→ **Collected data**

=====

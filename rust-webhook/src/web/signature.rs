//! Notification signature verification.
//!
//! Senders sign each notification with HMAC-SHA256 over the raw body followed
//! by the timestamp, and send `hash=<hex>, timestamp=<int>` in the
//! `X-Ghost-Signature` header. Ghost itself uses the keys `sha256` and `t`,
//! which are accepted as aliases.

use std::time::{SystemTime, UNIX_EPOCH};

use hmac::{Hmac, Mac};
use sha2::Sha256;
use thiserror::Error;
use tracing::warn;

use crate::error::WebhookError;

type HmacSha256 = Hmac<Sha256>;

/// Header carrying the signature.
pub const SIGNATURE_HEADER: &str = "x-ghost-signature";

/// Timestamps above this are taken to be milliseconds.
const MILLIS_THRESHOLD: u64 = 100_000_000_000;

/// Why a signature was rejected.
#[derive(Debug, Clone, Copy, PartialEq, Eq, Error)]
pub enum SignatureError {
    #[error("signature header missing")]
    Missing,
    #[error("signature header malformed")]
    Malformed,
    #[error("signature does not match")]
    Invalid,
    #[error("signature timestamp outside allowed window")]
    Stale,
}

impl From<SignatureError> for WebhookError {
    fn from(err: SignatureError) -> Self {
        match err {
            SignatureError::Missing => WebhookError::SignatureMissing,
            _ => WebhookError::SignatureInvalid,
        }
    }
}

/// Parsed signature header.
#[derive(Debug, Clone, Copy, PartialEq, Eq)]
pub struct SignatureHeader<'a> {
    pub hash: &'a str,
    pub timestamp: &'a str,
}

/// Parse a `key=value, key=value` signature header.
///
/// Keys may come in any order. Unknown keys are ignored. Returns `None` when
/// either the hash or the timestamp is missing or empty.
pub fn parse_signature_header(header: &str) -> Option<SignatureHeader<'_>> {
    let mut hash = None;
    let mut timestamp = None;

    for pair in header.split(',') {
        let Some((key, value)) = pair.split_once('=') else {
            continue;
        };
        let value = value.trim();
        match key.trim().to_ascii_lowercase().as_str() {
            "hash" | "sha256" => hash = Some(value),
            "timestamp" | "t" => timestamp = Some(value),
            _ => {}
        }
    }

    match (hash, timestamp) {
        (Some(hash), Some(timestamp)) if !hash.is_empty() && !timestamp.is_empty() => {
            Some(SignatureHeader { hash, timestamp })
        }
        _ => None,
    }
}

/// Compute the hex signature a trusted sender would produce.
pub fn compute_signature(secret: &str, body: &[u8], timestamp: &str) -> String {
    hex::encode(keyed_mac(secret, body, timestamp).finalize().into_bytes())
}

fn keyed_mac(secret: &str, body: &[u8], timestamp: &str) -> HmacSha256 {
    let mut mac = HmacSha256::new_from_slice(secret.as_bytes())
        .unwrap_or_else(|_| unreachable!("HMAC accepts keys of any length"));
    mac.update(body);
    mac.update(timestamp.as_bytes());
    mac
}

/// Verify a notification signature.
///
/// Returns `true` only for a present, well-formed header whose hash matches
/// `HMAC-SHA256(secret, body || timestamp)`. The comparison is constant-time.
pub fn verify_signature(secret: &str, body: &[u8], header: Option<&str>) -> bool {
    check_signature(secret, body, header).is_ok()
}

/// Like [`verify_signature`] but reports why verification failed.
///
/// On success returns the signed timestamp.
pub fn check_signature<'a>(
    secret: &str,
    body: &[u8],
    header: Option<&'a str>,
) -> Result<&'a str, SignatureError> {
    let header = header.ok_or(SignatureError::Missing)?;
    let parsed = parse_signature_header(header).ok_or_else(|| {
        warn!(header_length = header.len(), "signature_header_malformed");
        SignatureError::Malformed
    })?;

    if secret.is_empty() {
        warn!("signature_secret_empty");
        return Err(SignatureError::Invalid);
    }

    let received = hex::decode(parsed.hash).map_err(|_| {
        warn!(actual_length = parsed.hash.len(), "signature_not_hex");
        SignatureError::Invalid
    })?;

    keyed_mac(secret, body, parsed.timestamp)
        .verify_slice(&received)
        .map_err(|_| {
            warn!(actual_length = parsed.hash.len(), "signature_mismatch");
            SignatureError::Invalid
        })?;

    Ok(parsed.timestamp)
}

/// Reject timestamps further than `max_age_seconds` from `now_seconds`.
pub fn check_timestamp_age(
    timestamp: &str,
    max_age_seconds: u64,
    now_seconds: u64,
) -> Result<(), SignatureError> {
    let raw: u64 = timestamp.parse().map_err(|_| {
        warn!(timestamp = %timestamp, "signature_invalid_timestamp");
        SignatureError::Malformed
    })?;

    let signed_at = if raw > MILLIS_THRESHOLD { raw / 1000 } else { raw };
    let age = now_seconds.abs_diff(signed_at);

    if age > max_age_seconds {
        warn!(
            signed_at = signed_at,
            current_time = now_seconds,
            age_seconds = age,
            max_age_seconds = max_age_seconds,
            "signature_stale"
        );
        return Err(SignatureError::Stale);
    }

    Ok(())
}

/// Full check used by the endpoint: signature, then the optional replay window.
pub fn verify_notification(
    secret: &str,
    body: &[u8],
    header: Option<&str>,
    max_age_seconds: Option<u64>,
) -> Result<(), SignatureError> {
    let timestamp = check_signature(secret, body, header)?;

    if let Some(max_age) = max_age_seconds {
        let now = SystemTime::now()
            .duration_since(UNIX_EPOCH)
            .unwrap_or_default()
            .as_secs();
        check_timestamp_age(timestamp, max_age, now)?;
    }

    Ok(())
}
//! Sitegen webhook - signed rebuild notifications for static sites.
//!
//! ## Architecture
//!
//! ```text
//! POST /notify/:site → signature check → site directory → coordinator → job runner
//! ```
//!
//! The coordinator runs at most one build per site and folds notifications
//! that arrive mid-build into a single follow-up build.

pub mod config;
pub mod coordinator;
pub mod directory;
pub mod error;
pub mod runner;
pub mod site;
pub mod web;

// Re-export commonly used types
pub use config::{Config, ConfigError};
pub use coordinator::{Decision, GenerationCoordinator, GenerationStatus};
pub use directory::{EnvFileDirectory, SiteDirectory};
pub use error::{JobError, WebhookError};
pub use runner::{BuildReport, DockerJobRunner, JobRunner};
pub use site::SiteId;
pub use web::AppState;
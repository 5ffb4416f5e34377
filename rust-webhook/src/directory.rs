//! Site directory lookup.
//!
//! Resolves a site identifier to the domain its output is published under.
//! The default implementation reads `site.env` files from a sites root:
//!
//! ```text
//! /sites/<dir>/site.env
//!     SITE_NAME=blog
//!     SITE_DOMAIN=blog.example.com
//! ```
//!
//! Every lookup rescans all sites, which is O(number of sites). That is fine
//! for a handful of sites; a cache keyed by site would be the next step if
//! the directory grows.

use std::path::PathBuf;

use async_trait::async_trait;
use tokio::fs;
use tracing::{error, warn};

use crate::error::WebhookError;
use crate::site::{is_safe_domain, SiteId};

/// Resolves site identifiers to publish domains.
#[async_trait]
pub trait SiteDirectory: Send + Sync {
    /// Return the publish domain for `site`.
    ///
    /// Fails with `SiteUnresolvable`/`DomainUnresolvable` when the site is
    /// unknown, or `Infrastructure` when the lookup itself broke.
    async fn resolve(&self, site: &SiteId) -> Result<String, WebhookError>;
}

/// Directory backed by `<root>/*/site.env` files.
#[derive(Debug, Clone)]
pub struct EnvFileDirectory {
    root: PathBuf,
}

impl EnvFileDirectory {
    pub fn new(root: impl Into<PathBuf>) -> Self {
        Self { root: root.into() }
    }

    /// Scan every `site.env` for one naming `site`.
    async fn find_domain(&self, site: &SiteId) -> Result<Option<String>, WebhookError> {
        let mut entries = fs::read_dir(&self.root).await.map_err(|e| {
            error!(root = %self.root.display(), error = %e, "site_directory_scan_failed");
            WebhookError::Infrastructure("Error finding site domain".to_string())
        })?;

        loop {
            let entry = match entries.next_entry().await {
                Ok(Some(entry)) => entry,
                Ok(None) => break,
                Err(e) => {
                    warn!(error = %e, "site_directory_entry_unreadable");
                    continue;
                }
            };

            let env_path = entry.path().join("site.env");
            let content = match fs::read_to_string(&env_path).await {
                Ok(content) => content,
                Err(e) if e.kind() == std::io::ErrorKind::NotFound => continue,
                Err(e) => {
                    warn!(path = %env_path.display(), error = %e, "site_env_unreadable");
                    continue;
                }
            };

            if env_value(&content, "SITE_NAME") == Some(site.as_str()) {
                if let Some(domain) = env_value(&content, "SITE_DOMAIN") {
                    return Ok(Some(domain.to_string()));
                }
            }
        }

        Ok(None)
    }
}

#[async_trait]
impl SiteDirectory for EnvFileDirectory {
    async fn resolve(&self, site: &SiteId) -> Result<String, WebhookError> {
        let site_dir = self.root.join(site.as_str());
        if !fs::try_exists(&site_dir).await.unwrap_or(false) {
            warn!(site = %site, "site_not_found");
            return Err(WebhookError::SiteUnresolvable {
                site: site.to_string(),
            });
        }

        match self.find_domain(site).await? {
            Some(domain) if is_safe_domain(&domain) => Ok(domain),
            Some(domain) => {
                warn!(site = %site, domain = %domain, "site_domain_rejected");
                Err(WebhookError::DomainUnresolvable { site: site.clone() })
            }
            None => {
                warn!(site = %site, "site_domain_not_found");
                Err(WebhookError::DomainUnresolvable { site: site.clone() })
            }
        }
    }
}

/// Read `KEY=value` from env-file content. Surrounding quotes are stripped.
fn env_value<'a>(content: &'a str, key: &str) -> Option<&'a str> {
    content.lines().find_map(|line| {
        let (k, v) = line.trim().split_once('=')?;
        if k.trim() != key {
            return None;
        }
        let v = v.trim().trim_matches(|c| c == '"' || c == '\'');
        (!v.is_empty()).then_some(v)
    })
}

#[cfg(test)]
mod tests {
    use super::*;

    fn write_site(root: &std::path::Path, dir: &str, env: &str) {
        let path = root.join(dir);
        std::fs::create_dir_all(&path).unwrap();
        std::fs::write(path.join("site.env"), env).unwrap();
    }

    fn site(name: &str) -> SiteId {
        SiteId::parse(name).unwrap()
    }

    #[test]
    fn test_env_value() {
        let content = "# comment\nSITE_NAME=blog\nSITE_DOMAIN=\"blog.example.com\"\n";
        assert_eq!(env_value(content, "SITE_NAME"), Some("blog"));
        assert_eq!(env_value(content, "SITE_DOMAIN"), Some("blog.example.com"));
        assert_eq!(env_value(content, "MISSING"), None);
        assert_eq!(env_value("SITE_NAME=\n", "SITE_NAME"), None);
    }

    #[tokio::test]
    async fn test_resolve_found() {
        let root = tempfile::tempdir().unwrap();
        write_site(root.path(), "blog", "SITE_NAME=blog\nSITE_DOMAIN=blog.example.com\n");

        let directory = EnvFileDirectory::new(root.path());
        assert_eq!(directory.resolve(&site("blog")).await.unwrap(), "blog.example.com");
    }

    #[tokio::test]
    async fn test_resolve_domain_from_other_directory() {
        // The site directory must exist, but the matching site.env may live elsewhere.
        let root = tempfile::tempdir().unwrap();
        std::fs::create_dir_all(root.path().join("shop")).unwrap();
        write_site(root.path(), "shop-config", "SITE_NAME=shop\nSITE_DOMAIN=shop.example.com\n");

        let directory = EnvFileDirectory::new(root.path());
        assert_eq!(directory.resolve(&site("shop")).await.unwrap(), "shop.example.com");
    }

    #[tokio::test]
    async fn test_resolve_missing_site() {
        let root = tempfile::tempdir().unwrap();
        let directory = EnvFileDirectory::new(root.path());

        let err = directory.resolve(&site("ghost")).await.unwrap_err();
        assert!(matches!(err, WebhookError::SiteUnresolvable { .. }));
    }

    #[tokio::test]
    async fn test_resolve_missing_domain() {
        let root = tempfile::tempdir().unwrap();
        write_site(root.path(), "blog", "SITE_NAME=blog\n");

        let directory = EnvFileDirectory::new(root.path());
        let err = directory.resolve(&site("blog")).await.unwrap_err();
        assert!(matches!(err, WebhookError::DomainUnresolvable { .. }));
    }

    #[tokio::test]
    async fn test_resolve_rejects_path_like_domain() {
        let root = tempfile::tempdir().unwrap();
        write_site(root.path(), "blog", "SITE_NAME=blog\nSITE_DOMAIN=../../etc\n");

        let directory = EnvFileDirectory::new(root.path());
        let err = directory.resolve(&site("blog")).await.unwrap_err();
        assert!(matches!(err, WebhookError::DomainUnresolvable { .. }));
    }
}
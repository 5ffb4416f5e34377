//! Per-site generation coordinator.
//!
//! Each site has a small state machine:
//!
//! ```text
//!            request                 request
//!   Idle ─────────────▶ Running ─────────────▶ RunningWithPending ──┐
//!    ▲                  │    ▲                         │        request
//!    └──── complete ────┘    └─────── complete ────────┘◀─────────┘
//! ```
//!
//! At most one build runs per site. Requests arriving mid-build collapse into
//! a single pending slot that remembers the latest domain; when the build
//! finishes the pending request is replayed once.
//!
//! Every site owns its own lock, so unrelated sites never wait on each other.
//! The outer map lock is held only long enough to look up or insert a slot.

use std::collections::HashMap;
use std::panic::AssertUnwindSafe;
use std::sync::{Arc, Mutex, MutexGuard, PoisonError};

use futures::FutureExt;
use serde::Serialize;
use tracing::{error, info, warn};

use crate::error::JobError;
use crate::runner::{BuildReport, JobRunner};
use crate::site::SiteId;

/// What `request_generation` did with a request.
#[derive(Debug, Clone, Copy, PartialEq, Eq, Serialize)]
#[serde(rename_all = "snake_case")]
pub enum Decision {
    /// A build was started.
    Started,
    /// A build was running; this request will run once it finishes.
    QueuedAsPending,
    /// A follow-up build was already queued; it will use this request's domain.
    AlreadyPending,
}

/// State of one site.
#[derive(Debug, Clone, PartialEq, Eq)]
pub enum GenerationStatus {
    Idle,
    /// A build for `domain` is in flight.
    Running { domain: String },
    /// A build is in flight and another one for `domain` follows it.
    RunningWithPending { domain: String },
}

type SiteSlot = Arc<Mutex<GenerationStatus>>;

/// Deduplicates, queues and replays rebuild jobs per site.
///
/// Cheap to clone; clones share the same state.
#[derive(Clone)]
pub struct GenerationCoordinator {
    inner: Arc<CoordinatorInner>,
}

struct CoordinatorInner {
    runner: Arc<dyn JobRunner>,
    // Idle slots are kept; removing them would race with a request that
    // already holds the slot.
    sites: Mutex<HashMap<SiteId, SiteSlot>>,
}

impl GenerationCoordinator {
    pub fn new(runner: Arc<dyn JobRunner>) -> Self {
        Self {
            inner: Arc::new(CoordinatorInner {
                runner,
                sites: Mutex::new(HashMap::new()),
            }),
        }
    }

    /// The runner builds are handed to.
    pub fn runner(&self) -> &Arc<dyn JobRunner> {
        &self.inner.runner
    }

    /// Request a build of `site` publishing to `domain`.
    ///
    /// Never waits on a build: the decision is made under the site's lock and
    /// the build itself is spawned onto the tokio runtime.
    pub fn request_generation(&self, site: &SiteId, domain: &str) -> Decision {
        let slot = self.slot(site);

        let decision = {
            let mut state = lock(&slot);
            let (next, decision) = match &*state {
                GenerationStatus::Idle => (
                    GenerationStatus::Running {
                        domain: domain.to_string(),
                    },
                    Decision::Started,
                ),
                GenerationStatus::Running { .. } => (
                    GenerationStatus::RunningWithPending {
                        domain: domain.to_string(),
                    },
                    Decision::QueuedAsPending,
                ),
                GenerationStatus::RunningWithPending { .. } => (
                    GenerationStatus::RunningWithPending {
                        domain: domain.to_string(),
                    },
                    Decision::AlreadyPending,
                ),
            };
            *state = next;
            decision
        };

        match decision {
            Decision::Started => {
                info!(site = %site, domain = %domain, "generation_started");
                self.spawn_job(site.clone(), domain.to_string());
            }
            Decision::QueuedAsPending => {
                info!(site = %site, domain = %domain, "generation_queued");
            }
            Decision::AlreadyPending => {
                info!(site = %site, domain = %domain, "generation_already_pending");
            }
        }

        decision
    }

    /// Snapshot of one site's state. `None` if the site was never requested.
    pub fn status(&self, site: &SiteId) -> Option<GenerationStatus> {
        let slot = lock(&self.inner.sites).get(site).cloned()?;
        let status = lock(&slot).clone();
        Some(status)
    }

    /// Record the end of a build and decide whether another one follows.
    ///
    /// Returns the domain of the follow-up build, if any; the site stays
    /// `Running` in that case. Failures are reported and never retried here.
    fn on_job_complete(
        &self,
        site: &SiteId,
        domain: &str,
        result: Result<BuildReport, JobError>,
    ) -> Option<String> {
        match result {
            Ok(report) => {
                for failure in &report.auxiliary_failures {
                    warn!(site = %site, domain = %domain, error = %failure, "generation_auxiliary_step_failed");
                }
                info!(
                    site = %site,
                    domain = %domain,
                    auxiliary_failures = report.auxiliary_failures.len(),
                    "generation_succeeded"
                );
            }
            Err(e) => {
                error!(site = %site, domain = %domain, error = %e, "generation_failed");
            }
        }

        let Some(slot) = lock(&self.inner.sites).get(site).cloned() else {
            warn!(site = %site, "generation_complete_unknown_site");
            return None;
        };

        let mut state = lock(&slot);
        match std::mem::replace(&mut *state, GenerationStatus::Idle) {
            GenerationStatus::RunningWithPending { domain: next } => {
                *state = GenerationStatus::Running {
                    domain: next.clone(),
                };
                info!(site = %site, domain = %next, "generation_pending_replayed");
                Some(next)
            }
            GenerationStatus::Running { .. } => {
                info!(site = %site, "generation_idle");
                None
            }
            GenerationStatus::Idle => {
                warn!(site = %site, "generation_complete_while_idle");
                None
            }
        }
    }

    fn slot(&self, site: &SiteId) -> SiteSlot {
        lock(&self.inner.sites)
            .entry(site.clone())
            .or_insert_with(|| Arc::new(Mutex::new(GenerationStatus::Idle)))
            .clone()
    }

    fn spawn_job(&self, site: SiteId, domain: String) {
        let coordinator = self.clone();
        tokio::spawn(coordinator.drive(site, domain));
    }

    /// Run builds for `site` until no pending request is left.
    async fn drive(self, site: SiteId, mut domain: String) {
        loop {
            let result = AssertUnwindSafe(self.inner.runner.run(&site, &domain))
                .catch_unwind()
                .await
                .unwrap_or_else(|panic| Err(JobError::Failure(panic_message(panic.as_ref()))));

            match self.on_job_complete(&site, &domain, result) {
                Some(next) => domain = next,
                None => break,
            }
        }
    }
}

fn lock<T>(mutex: &Mutex<T>) -> MutexGuard<'_, T> {
    mutex.lock().unwrap_or_else(PoisonError::into_inner)
}

fn panic_message(panic: &(dyn std::any::Any + Send)) -> String {
    if let Some(s) = panic.downcast_ref::<&str>() {
        format!("job panicked: {s}")
    } else if let Some(s) = panic.downcast_ref::<String>() {
        format!("job panicked: {s}")
    } else {
        "job panicked".to_string()
    }
}
//! Shared fakes for scraper integration tests.
#![allow(dead_code)]

use async_trait::async_trait;
use std::collections::HashMap;
use std::sync::atomic::{AtomicBool, AtomicUsize, Ordering};
use std::time::Duration;
use tokio_util::sync::CancellationToken;
use uuid::Uuid;

use job_tracker::error::{RepositoryError, ScrapeError};
use job_tracker::repository::RepositoryResult;
use job_tracker::{FetchedPage, InMemoryJobRepository, Job, JobRepository, JobStatus, PageFetcher};

pub const RICH_DESCRIPTION: &str =
    r#"<html><body><div class="description__text--rich">Senior Engineer role</div></body></html>"#;

pub fn job_with_url(url: &str) -> Job {
    Job::new("Acme", "Engineer", "original", 120_000, true, url)
}

pub fn ok_page(html: &str) -> FetchedPage {
    FetchedPage {
        status: 200,
        body: html.as_bytes().to_vec(),
    }
}

/// Serves canned pages and records how many fetches overlap.
///
/// Ignores cancellation once a fetch has started so tests can observe
/// in-flight work running to completion.
#[derive(Default)]
pub struct FakeFetcher {
    pages: HashMap<String, FetchedPage>,
    fallback: Option<FetchedPage>,
    delay: Duration,
    calls: AtomicUsize,
    in_flight: AtomicUsize,
    max_in_flight: AtomicUsize,
}

impl FakeFetcher {
    pub fn new() -> Self {
        Self::default()
    }

    pub fn with_page(mut self, url: &str, page: FetchedPage) -> Self {
        self.pages.insert(url.to_string(), page);
        self
    }

    /// Page returned for any URL without a specific entry.
    pub fn with_fallback(mut self, page: FetchedPage) -> Self {
        self.fallback = Some(page);
        self
    }

    pub fn with_delay(mut self, delay: Duration) -> Self {
        self.delay = delay;
        self
    }

    pub fn calls(&self) -> usize {
        self.calls.load(Ordering::SeqCst)
    }

    pub fn max_in_flight(&self) -> usize {
        self.max_in_flight.load(Ordering::SeqCst)
    }
}

#[async_trait]
impl PageFetcher for FakeFetcher {
    async fn fetch(&self, url: &str, _cancel: &CancellationToken) -> Result<FetchedPage, ScrapeError> {
        self.calls.fetch_add(1, Ordering::SeqCst);
        let now = self.in_flight.fetch_add(1, Ordering::SeqCst) + 1;
        self.max_in_flight.fetch_max(now, Ordering::SeqCst);

        if !self.delay.is_zero() {
            tokio::time::sleep(self.delay).await;
        }

        self.in_flight.fetch_sub(1, Ordering::SeqCst);
        self.pages
            .get(url)
            .or(self.fallback.as_ref())
            .cloned()
            .ok_or_else(|| ScrapeError::Network(format!("no route to {url}")))
    }
}

/// In-memory repository that counts writes and can be told to fail.
#[derive(Default)]
pub struct CountingRepository {
    inner: InMemoryJobRepository,
    updates: AtomicUsize,
    fail_updates: AtomicBool,
    fail_listing: AtomicBool,
    failing_listings: AtomicUsize,
    listings: AtomicUsize,
}

impl CountingRepository {
    pub fn with_jobs(jobs: impl IntoIterator<Item = Job>) -> Self {
        Self {
            inner: InMemoryJobRepository::with_jobs(jobs),
            ..Default::default()
        }
    }

    pub fn updates(&self) -> usize {
        self.updates.load(Ordering::SeqCst)
    }

    pub fn fail_updates(&self) {
        self.fail_updates.store(true, Ordering::SeqCst);
    }

    pub fn fail_listing(&self) {
        self.fail_listing.store(true, Ordering::SeqCst);
    }

    /// Fail only the next `count` listings, then recover.
    pub fn fail_next_listings(&self, count: usize) {
        self.failing_listings.store(count, Ordering::SeqCst);
    }

    pub fn listings(&self) -> usize {
        self.listings.load(Ordering::SeqCst)
    }
}

#[async_trait]
impl JobRepository for CountingRepository {
    async fn create_job(&self, job: Job) -> RepositoryResult<()> {
        self.inner.create_job(job).await
    }

    async fn get_job_by_id(&self, id: Uuid) -> RepositoryResult<Job> {
        self.inner.get_job_by_id(id).await
    }

    async fn get_all(&self) -> RepositoryResult<Vec<Job>> {
        self.listings.fetch_add(1, Ordering::SeqCst);
        let transient = self
            .failing_listings
            .fetch_update(Ordering::SeqCst, Ordering::SeqCst, |left| left.checked_sub(1))
            .is_ok();
        if transient || self.fail_listing.load(Ordering::SeqCst) {
            return Err(RepositoryError::Storage("database unavailable".to_string()));
        }
        self.inner.get_all().await
    }

    async fn update_job(&self, job: &Job) -> RepositoryResult<()> {
        self.updates.fetch_add(1, Ordering::SeqCst);
        if self.fail_updates.load(Ordering::SeqCst) {
            return Err(RepositoryError::Storage("write rejected".to_string()));
        }
        self.inner.update_job(job).await
    }

    async fn delete_job(&self, id: Uuid) -> RepositoryResult<()> {
        self.inner.delete_job(id).await
    }

    async fn get_jobs_by_status(&self, status: JobStatus) -> RepositoryResult<Vec<Job>> {
        self.inner.get_jobs_by_status(status).await
    }
}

=====

→ **WORK INSTRUCTIONS**
Search the entries above for the string "lock". Copy each line that holds it.

→ **RESPONSE**
//! Every site owns its own lock, so unrelated sites never wait on each other.
//! The outer map lock is held only long enough to look up or insert a slot.
    /// Never waits on a build: the decision is made under the site's lock and
            let mut state = lock(&slot);
        let slot = lock(&self.inner.sites).get(site).cloned()?;
        let status = lock(&slot).clone();
        let Some(slot) = lock(&self.inner.sites).get(site).cloned() else {
        let mut state = lock(&slot);
        lock(&self.inner.sites)
fn lock<T>(mutex: &Mutex<T>) -> MutexGuard<'_, T> {
    mutex.lock().unwrap_or_else(PoisonError::into_inner)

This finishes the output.